YOUR GOAL — Output, without any change, the listing below from its opening line up to and including the line with "fn doc(blocks: Vec<Value>)".

MATERIAL SHOWN —

#[cfg(test)]
mod tests {
    use super::*;
    use serde_json::json;

    fn raw(text: &str) -> Value {
        json!({"t": "RawBlock", "c": ["html", text]})
    }

    fn text(s: &str) -> Value {
        pandoc::para(pandoc::inlines_from_text(s))
    }

    fn doc(blocks: Vec<Value>) -> Document {
        Document::from_pandoc(json!({ "blocks": blocks })).unwrap()
    }

    #[test]
    fn parses_marker_attributes() {
        let marker = parse_marker("<!-- BEGIN metric.x.v1 role=computed kind=metric -->").unwrap();
        assert_eq!(
            marker,
            Marker::Begin {
                id: "metric.x.v1".into(),
                attributes: vec![
                    ("role".into(), "computed".into()),
                    ("kind".into(), "metric".into())
                ],
            }
        );
        assert_eq!(
            parse_marker("  <!--END note.x-->  "),
            Some(Marker::End { id: "note.x".into() })
        );
        assert_eq!(parse_marker("<!-- a comment -->"), None);
    }

    #[test]
    fn wraps_marked_range() {
        let scanned = scan(doc(vec![
            text("before"),
            raw("<!-- BEGIN metric.x.v1 -->"),
            text("inside"),
            raw("<!-- END metric.x.v1 -->"),
            text("after"),
        ]))
        .unwrap();
        assert_eq!(scanned.blocks.len(), 3);
        let block = scanned.find_block("metric.x.v1").unwrap();
        assert_eq!(block.offset, 1);
        assert_eq!(block.content.len(), 1);
    }

    #[test]
    fn nested_blocks_keep_order() {
        let scanned = scan(doc(vec![
            raw("<!-- BEGIN outer.v1 -->"),
            raw("<!-- BEGIN inner.v1 -->"),
            text("deep"),
            raw("<!-- END inner.v1 -->"),
            raw("<!-- END outer.v1 -->"),
        ]))
        .unwrap();
        let ids: Vec<_> = scanned.blocks().iter().map(|b| b.id.clone()).collect();
        assert_eq!(ids, vec!["outer.v1", "inner.v1"]);
        assert_eq!(scanned.blocks.len(), 1);
    }

    #[test]
    fn mismatch_names_both_ids() {
        let err = scan(doc(vec![
            raw("<!-- BEGIN a.v1 -->"),
            raw("<!-- END b.v1 -->"),
        ]))
        .unwrap_err();
        assert_eq!(
            err,
            ScanError::MarkerMismatch {
                open_id: "a.v1".into(),
                open_offset: 0,
                close_id: "b.v1".into(),
                close_offset: 1,
            }
        );
        assert!(err.is_marker_mismatch());
    }

    #[test]
    fn unclosed_marker_is_mismatch() {
        let err = scan(doc(vec![raw("<!-- BEGIN block.v1 -->"), text("x")])).unwrap_err();
        assert!(err.is_marker_mismatch());
        assert_eq!(err.block_id(), "block.v1");
    }

    #[test]
    fn stray_end_is_mismatch() {
        let err = scan(doc(vec![raw("<!-- END lone.v1 -->")])).unwrap_err();
        assert_eq!(err, ScanError::UnopenedMarker { id: "lone.v1".into(), offset: 0 });
    }

    #[test]
    fn closed_id_cannot_reopen() {
        let err = scan(doc(vec![
            raw("<!-- BEGIN dup.v1 -->"),
            raw("<!-- END dup.v1 -->"),
            raw("<!-- BEGIN dup.v1 -->"),
            raw("<!-- END dup.v1 -->"),
        ]))
        .unwrap_err();
        assert_eq!(
            err,
            ScanError::DuplicateId { id: "dup.v1".into(), first_offset: 0, offset: 2 }
        );
    }

    #[test]
    fn nested_id_must_differ_from_ancestor() {
        let err = scan(doc(vec![
            raw("<!-- BEGIN same.v1 -->"),
            raw("<!-- BEGIN same.v1 -->"),
        ]))
        .unwrap_err();
        assert!(matches!(err, ScanError::DuplicateId { .. }));
    }

    #[test]
    fn rejects_uppercase_id() {
        let err = scan(doc(vec![raw("<!-- BEGIN Metric.X -->")])).unwrap_err();
        assert!(matches!(err, ScanError::InvalidId { .. }));
    }

    #[test]
    fn end_marker_trailing_paragraph() {
        let para_with_end = json!({"t": "Para", "c": [
            {"t": "Str", "c": "body"},
            {"t": "SoftBreak"},
            {"t": "RawInline", "c": ["html", "<!-- END note.x -->"]}
        ]});
        let scanned = scan(doc(vec![raw("<!-- BEGIN note.x -->"), para_with_end])).unwrap();
        let block = scanned.find_block("note.x").unwrap();
        assert_eq!(block.content.len(), 1);
        match &block.content[0] {
            Node::Content(v) => assert_eq!(v["c"].as_array().unwrap().len(), 1),
            other => panic!("unexpected node {other:?}"),
        }
    }

    #[test]
    fn marker_in_paragraph() {
        let begin = json!({"t": "Para", "c": [{"t": "RawInline", "c": ["html", "<!-- BEGIN fig.a -->"]}]});
        let end = json!({"t": "Para", "c": [{"t": "RawInline", "c": ["html", "<!-- END fig.a -->"]}]});
        let scanned = scan(doc(vec![begin, end])).unwrap();
        assert!(scanned.find_block("fig.a").is_some());
    }

    fn wrapper(children: Vec<Value>) -> Value {
        json!({"t": "Div", "c": [["", ["callout"], []], children]})
    }

    #[test]
    fn markers_inside_wrapper_div() {
        let scanned = scan(doc(vec![wrapper(vec![
            raw("<!-- BEGIN metric.x.v1 -->"),
            text("inside"),
            raw("<!-- END metric.x.v1 -->"),
        ])]))
        .unwrap();
        assert_eq!(scanned.blocks.len(), 1);
        assert!(matches!(&scanned.blocks[0], Node::Wrapper(w) if w.content.len() == 1));
        let block = scanned.find_block("metric.x.v1").unwrap();
        assert_eq!(block.offset, 1);
    }

    #[test]
    fn ids_inside_wrapper_count_as_duplicates() {
        let inner = json!({"t": "Div", "c": [["table.t.v1", [], []], []]});
        let err = scan(doc(vec![
            wrapper(vec![inner]),
            raw("<!-- BEGIN table.t.v1 -->"),
            raw("<!-- END table.t.v1 -->"),
        ]))
        .unwrap_err();
        assert_eq!(
            err,
            ScanError::DuplicateId { id: "table.t.v1".into(), first_offset: 1, offset: 2 }
        );
    }

    #[test]
    fn marker_cannot_cross_wrapper_boundary() {
        let err = scan(doc(vec![
            wrapper(vec![raw("<!-- BEGIN note.x -->")]),
            raw("<!-- END note.x -->"),
        ]))
        .unwrap_err();
        assert!(matches!(err, ScanError::UnclosedMarker { ref id, .. } if id == "note.x"));
    }

    #[test]
    fn existing_div_participates_in_duplicates() {
        let existing = json!({"t": "Div", "c": [["table.t.v1", [], []], []]});
        let err = scan(doc(vec![
            existing,
            raw("<!-- BEGIN table.t.v1 -->"),
            raw("<!-- END table.t.v1 -->"),
        ]))
        .unwrap_err();
        assert!(matches!(err, ScanError::DuplicateId { .. }));
    }
}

SOLUTION TO THIS TASK —
#[cfg(test)]
mod tests {
    use super::*;
    use serde_json::json;

    fn raw(text: &str) -> Value {
        json!({"t": "RawBlock", "c": ["html", text]})
    }

    fn text(s: &str) -> Value {
        pandoc::para(pandoc::inlines_from_text(s))
    }

    fn doc(blocks: Vec<Value>) -> Document {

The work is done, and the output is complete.